"""

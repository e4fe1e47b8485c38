//! The routing protocol engine: ties the codec, routing table, caches
//! and statistics together behind timers and ant handlers.
//!
//! The engine is single-threaded cooperative (see the concurrency design
//! note): `tick` and `handle_incoming`/`route_output`/`route_input` each
//! run to completion before the next is invoked. Nothing here spawns a
//! thread or awaits; a host embedding this on a real OS wraps one engine
//! instance in a single mutex or dedicates one worker to it.

use std::collections::HashMap;

use rand::Rng;

use crate::clock::{Clock, Time};
use crate::config::Config;
use crate::error::Error;
use crate::fis::FuzzyInference;
use crate::link_cost::LinkCost;
use crate::pcache::{PacketCache, PacketContinuation};
use crate::packet::{Address, AntHeader, MessageType, TypeHeader, BROADCAST};
use crate::rqueue::IncomeQueue;
use crate::rtable::{Iface, RoutingTable};
use crate::stats::{LifecycleTracker, TrafficStats};

pub const MAX_INTERFACES: usize = 10;
pub const ANTHOCNET_PORT: u16 = 5555;

/// The outbound side of the protocol: broadcasting/unicasting encoded
/// frames on an interface, and handing fully-local data up to the host.
/// Kept as a trait so the engine never depends on a concrete socket type.
pub trait Transport
{
	fn send_unicast(&mut self, iface: Iface, to: Address, bytes: &[u8]);
	fn send_broadcast(&mut self, iface: Iface, bytes: &[u8]);
	fn local_deliver(&mut self, payload: &[u8]);
}

/// Outcome of a locally-originated send, mirroring `RouteOutput`'s
/// synchronous "no route / queued / ok" contract. On `Unicast` the
/// payload is handed back for the host to actually transmit on `iface`
/// towards `next_hop`; the engine itself never owns a socket.
pub enum RouteOutputResult
{
	Unicast{ iface: Iface, next_hop: Address, payload: Vec<u8> },
	Queued,
}

pub struct RoutingEngine<C: Clock>
{
	self_addr: Address,
	config: Config,
	rtable: RoutingTable,
	pcache: PacketCache,
	income: IncomeQueue,
	stats: TrafficStats,
	lifecycle: LifecycleTracker,
	clock: C,
	rng: rand::rngs::StdRng,
	link_cost: Box<dyn LinkCost>,
	fis: Option<Box<dyn FuzzyInference>>,
	/// All down until the host reports otherwise via `set_interface_up`,
	/// mirroring the per-interface up/down notifications the IP layer
	/// delivers; a freshly constructed engine owns no live interfaces yet.
	ifaces_up: [bool; MAX_INTERFACES],
	/// Destinations with recent outbound traffic; drives the proactive
	/// ant timer.
	sessions: HashMap<Address, Time>,
	next_hello_due: Time,
	next_sweep_due: Time,
	next_proactive_due: Time,
}

impl<C: Clock> RoutingEngine<C>
{
	pub fn new(self_addr: Address, config: Config, clock: C, rng: rand::rngs::StdRng, link_cost: Box<dyn LinkCost>) -> Self
	{
		let now = clock.now();
		RoutingEngine
		{
			rtable: RoutingTable::new(config.nb_expire, config.session_expire),
			pcache: PacketCache::new(config.dcache_expire),
			income: IncomeQueue::new(64, config.dcache_expire),
			stats: TrafficStats::new(40_000, 5_000),
			lifecycle: LifecycleTracker::new(),
			ifaces_up: [false; MAX_INTERFACES],
			sessions: HashMap::new(),
			next_hello_due: now + config.hello_interval,
			next_sweep_due: now + config.rtable_update_interval,
			next_proactive_due: now + config.pr_ant_interval,
			self_addr,
			config,
			clock,
			rng,
			link_cost,
			fis: None,
		}
	}

	pub fn set_fis(&mut self, fis: Box<dyn FuzzyInference>)
	{
		self.fis = Some(fis);
	}

	pub fn set_interface_up(&mut self, iface: Iface, up: bool)
	{
		self.ifaces_up[iface as usize] = up;
		if !up
		{
			self.rtable.purge_interface(iface);
			for seq in self.pcache.fail_iface(iface)
			{
				self.lifecycle.register_dropped(seq);
			}
		}
	}

	fn cons_beta(&self) -> f64
	{
		match &self.fis
		{
			Some(fis) => fis.eval(self.stats.traffic_symmetry(self.clock.now()), 0.5),
			None => self.config.cons_beta,
		}
	}
	fn prog_beta(&self) -> f64
	{
		self.config.prog_beta
	}

	fn up_ifaces(&self) -> Vec<Iface>
	{
		(0..MAX_INTERFACES as Iface).filter(|&i| self.ifaces_up[i as usize]).collect()
	}

	fn encode(&self, kind: MessageType, header: &AntHeader) -> Vec<u8>
	{
		let mut out = Vec::with_capacity(1 + header.serialized_size());
		TypeHeader(kind).encode(&mut out);
		header.encode(&mut out);
		out
	}

	/// Must be called periodically (more often than any configured
	/// interval) by the host; drains anything buffered by
	/// `enqueue_incoming` before firing whichever timers have come due, so
	/// a hello or ant enqueued this tick is visible to the sweep below.
	pub fn tick(&mut self, transport: &mut impl Transport)
	{
		let now = self.clock.now();
		while let Some(entry) = self.income.dequeue(now)
		{
			if let Err(e) = self.handle_incoming(entry.iface, entry.from, &entry.payload, transport)
			{
				tracing::warn!(?e, "dropping malformed buffered frame");
			}
		}
		if now >= self.next_hello_due
		{
			self.send_hellos(transport);
			self.next_hello_due = now + self.config.hello_interval;
		}
		if now >= self.next_sweep_due
		{
			self.rtable.update(self.config.rtable_update_interval);
			for seq in self.pcache.sweep_expired(now)
			{
				self.lifecycle.register_dropped(seq);
			}
			self.stats.remove_outdated(now);
			self.next_sweep_due = now + self.config.rtable_update_interval;
		}
		if now >= self.next_proactive_due
		{
			self.send_proactive_ants(transport);
			self.next_proactive_due = now + self.config.pr_ant_interval;
		}
	}

	fn send_hellos(&mut self, transport: &mut impl Transport)
	{
		let header = AntHeader
		{
			ttl_or_max_hops: 1,
			hops: 0,
			src: self.self_addr,
			dst: BROADCAST,
			t: 0,
			ant_stack: Vec::new(),
		};
		let bytes = self.encode(MessageType::Hello, &header);
		for iface in self.up_ifaces()
		{
			transport.send_broadcast(iface, &bytes);
		}
	}

	fn send_proactive_ants(&mut self, transport: &mut impl Transport)
	{
		let now = self.clock.now();
		let session_expire = self.config.session_expire;
		let active: Vec<Address> = self.sessions.iter()
			.filter(|(_, &last)| now.saturating_sub(last) < session_expire)
			.map(|(&dst, _)| dst)
			.collect();
		self.sessions.retain(|_, &mut last| now.saturating_sub(last) < session_expire);
		for dst in active
		{
			self.emit_forward_ant(dst, true, transport);
		}
	}

	fn emit_forward_ant(&mut self, dst: Address, proactive: bool, transport: &mut impl Transport)
	{
		let header = AntHeader
		{
			ttl_or_max_hops: self.config.initial_ttl,
			hops: 0,
			src: self.self_addr,
			dst,
			t: 0,
			ant_stack: vec![self.self_addr],
		};
		let kind = if proactive { MessageType::ProactiveForwardAnt } else { MessageType::ForwardAnt };
		let bytes = self.encode(kind, &header);
		if self.rtable.no_broadcast(dst, self.config.no_broadcast)
		{
			for iface in self.up_ifaces()
			{
				transport.send_broadcast(iface, &bytes);
			}
		}
	}

	/// Buffers one inbound frame instead of handling it immediately: for a
	/// host whose socket produces datagrams faster than this single-
	/// threaded engine can process a burst of ants during route discovery.
	/// Drained by `tick`. Returns `false` if the queue is full and its head
	/// entry is still live.
	pub fn enqueue_incoming(&mut self, iface: Iface, from: Address, bytes: Vec<u8>) -> bool
	{
		let now = self.clock.now();
		self.income.enqueue(iface, from, bytes, now)
	}

	/// Handles one inbound frame received on `iface` from `from`,
	/// synchronously and immediately.
	pub fn handle_incoming(&mut self, iface: Iface, from: Address, bytes: &[u8], transport: &mut impl Transport) -> Result<(), Error>
	{
		let (type_header, rest) = TypeHeader::decode(bytes).ok_or(Error::DecodeInvalid("unknown message type"))?;
		let header = AntHeader::decode(rest)?;
		match type_header.0
		{
			MessageType::Hello =>
			{
				header.validate_hello()?;
				self.rtable.update_neighbor(iface, header.src);
				Ok(())
			}
			MessageType::ForwardAnt | MessageType::ProactiveForwardAnt | MessageType::RepairAnt =>
			{
				header.validate_forward()?;
				self.handle_forward(iface, header, type_header.0, transport)
			}
			MessageType::BackwardAnt =>
			{
				header.validate_backward()?;
				self.handle_backward(iface, from, header, transport)
			}
			MessageType::Error => self.handle_error(iface, from, header),
			MessageType::Data =>
			{
				let payload = rest.get(header.serialized_size()..).unwrap_or(&[]).to_vec();
				self.route_input(iface, header.dst, payload, from, transport, None)
			}
		}
	}

	fn handle_forward(&mut self, iface: Iface, mut header: AntHeader, kind: MessageType, transport: &mut impl Transport) -> Result<(), Error>
	{
		if header.dst == self.self_addr
		{
			let next_hop = header.ant_stack.last().copied();
			let bwd = header.into_backward();
			if let Some(next_hop) = next_hop
			{
				let bytes = self.encode(MessageType::BackwardAnt, &bwd);
				transport.send_unicast(iface, next_hop, &bytes);
			}
			return Ok(());
		}

		if !header.forward_update(self.self_addr)
		{
			tracing::trace!("forward ant ttl exhausted, dropping");
			return Ok(());
		}

		let beta = if kind == MessageType::ProactiveForwardAnt { self.prog_beta() } else { self.cons_beta() };
		match self.rtable.select_route(header.dst, beta, &mut self.rng)
		{
			Ok((next_iface, nb)) =>
			{
				let bytes = self.encode(kind, &header);
				transport.send_unicast(next_iface, nb, &bytes);
				Ok(())
			}
			Err(Error::NoRoute) =>
			{
				if self.rtable.no_broadcast(header.dst, self.config.no_broadcast)
				{
					let bytes = self.encode(kind, &header);
					for out_iface in self.up_ifaces()
					{
						transport.send_broadcast(out_iface, &bytes);
					}
				}
				Ok(())
			}
			Err(e) => Err(e),
		}
	}

	fn handle_backward(&mut self, iface: Iface, from: Address, mut header: AntHeader, transport: &mut impl Transport) -> Result<(), Error>
	{
		if header.ant_stack.first().copied() != Some(self.self_addr)
		{
			let err_header = AntHeader
			{
				ttl_or_max_hops: 1,
				hops: 0,
				src: self.self_addr,
				dst: header.dst,
				t: 0,
				ant_stack: Vec::new(),
			};
			let bytes = self.encode(MessageType::Error, &err_header);
			transport.send_unicast(iface, from, &bytes);
			return Err(Error::StaleAnt{ kind: MessageType::BackwardAnt, reason: "stack top is not self" });
		}

		// `from` is the previous hop: one hop closer to `header.src` (the
		// real destination this backward ant is depositing pheromone
		// for, after the src/dst swap in `into_backward`).
		self.rtable.process_backward_ant(
			header.src,
			iface,
			from,
			header.t as f64,
			header.hops,
			self.config.t_hop,
			self.config.alpha,
			self.config.gamma,
		)?;

		// Where to forward the ant next, towards the originator: the
		// entry just after self in the (already-reversed) stack.
		let next_hop = header.peek_dst();

		let t_ind = self.link_cost.cost(0.0);
		header.backward_update(t_ind);

		match next_hop
		{
			None =>
			{
				let now = self.clock.now();
				for (seq, forwarded) in self.pcache.drain_for_route(header.src, now, iface, from)
				{
					if forwarded
					{
						self.lifecycle.register_in_transmission(seq, iface, now);
					}
					else
					{
						self.lifecycle.register_dropped(seq);
					}
				}
			}
			Some(next_hop) =>
			{
				let bytes = self.encode(MessageType::BackwardAnt, &header);
				transport.send_unicast(iface, next_hop, &bytes);
			}
		}
		Ok(())
	}

	fn handle_error(&mut self, iface: Iface, from: Address, header: AntHeader) -> Result<(), Error>
	{
		self.rtable.invalidate_cell(header.dst, iface, from);
		for seq in self.pcache.fail_destination(header.dst)
		{
			self.lifecycle.register_dropped(seq);
		}
		Ok(())
	}

	/// Dispatches a repair ant on an unroutable transit packet: a
	/// constrained forward ant over a uniformly random neighbor link.
	pub fn emit_repair_ant(&mut self, dst: Address, transport: &mut impl Transport) -> Result<(), Error>
	{
		let (iface, nb) = self.rtable.select_random_route(&mut self.rng)?;
		let header = AntHeader
		{
			ttl_or_max_hops: self.config.initial_ttl.min(4),
			hops: 0,
			src: self.self_addr,
			dst,
			t: 0,
			ant_stack: vec![self.self_addr],
		};
		let bytes = self.encode(MessageType::RepairAnt, &header);
		transport.send_unicast(iface, nb, &bytes);
		Ok(())
	}

	/// Called by the host IP layer for locally-originated data.
	pub fn route_output(&mut self, dst: Address, payload: Vec<u8>, continuation: Box<dyn PacketContinuation>, transport: &mut impl Transport) -> RouteOutputResult
	{
		let now = self.clock.now();
		self.sessions.insert(dst, now);
		self.stats.register_tx(self.self_addr, dst, now);
		let seq = self.lifecycle.create_packet(now);
		let beta = self.cons_beta();
		match self.rtable.select_route(dst, beta, &mut self.rng)
		{
			Ok((iface, nb)) =>
			{
				self.lifecycle.register_in_transmission(seq, iface, now);
				RouteOutputResult::Unicast{ iface, next_hop: nb, payload }
			}
			Err(_) =>
			{
				self.pcache.cache_packet(dst, 0, seq, payload, now, continuation);
				self.emit_forward_ant(dst, false, transport);
				RouteOutputResult::Queued
			}
		}
	}

	/// Called for transit data arriving on `iface`; `local_cb` is used
	/// when the packet is self-destined instead of being forwarded.
	pub fn route_input(&mut self, iface: Iface, dst: Address, payload: Vec<u8>, from: Address, transport: &mut impl Transport, continuation: Option<Box<dyn PacketContinuation>>) -> Result<(), Error>
	{
		let now = self.clock.now();
		if dst == self.self_addr
		{
			let seq = self.lifecycle.create_packet(now);
			self.lifecycle.register_received(seq, now);
			transport.local_deliver(&payload);
			return Ok(());
		}
		if self.config.is_blackhole(now) && self.rng.gen_bool(self.config.blackhole_amount.clamp(0.0, 1.0))
		{
			tracing::warn!(?dst, "blackhole mode: dropping transit data");
			let seq = self.lifecycle.create_packet(now);
			self.lifecycle.register_dropped(seq);
			return Ok(());
		}
		let beta = self.cons_beta();
		match self.rtable.select_route(dst, beta, &mut self.rng)
		{
			Ok((out_iface, nb)) =>
			{
				let seq = self.lifecycle.create_packet(now);
				self.lifecycle.register_in_transmission(seq, out_iface, now);
				transport.send_unicast(out_iface, nb, &payload);
				Ok(())
			}
			Err(_) =>
			{
				let seq = self.lifecycle.create_packet(now);
				match continuation
				{
					Some(cb) => self.pcache.cache_packet(dst, iface, seq, payload, now, cb),
					None => self.lifecycle.register_dropped(seq),
				}
				if self.emit_repair_ant(dst, transport).is_err()
				{
					self.emit_forward_ant(dst, false, transport);
				}
				Ok(())
			}
		}
	}

	pub fn rtable(&self) -> &RoutingTable
	{
		&self.rtable
	}
	/// Exposes the injected clock, so hosts driving a `SimClock` (or any
	/// other concrete clock with its own advance method) can move time
	/// forward between calls to `tick`.
	pub fn clock_mut(&mut self) -> &mut C
	{
		&mut self.clock
	}
	pub fn stats(&self) -> &TrafficStats
	{
		&self.stats
	}
	pub fn lifecycle(&mut self) -> &mut LifecycleTracker
	{
		&mut self.lifecycle
	}
}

"""

Required work
Search the entries for lines with the string "before", then report their number alone.

Answer below
2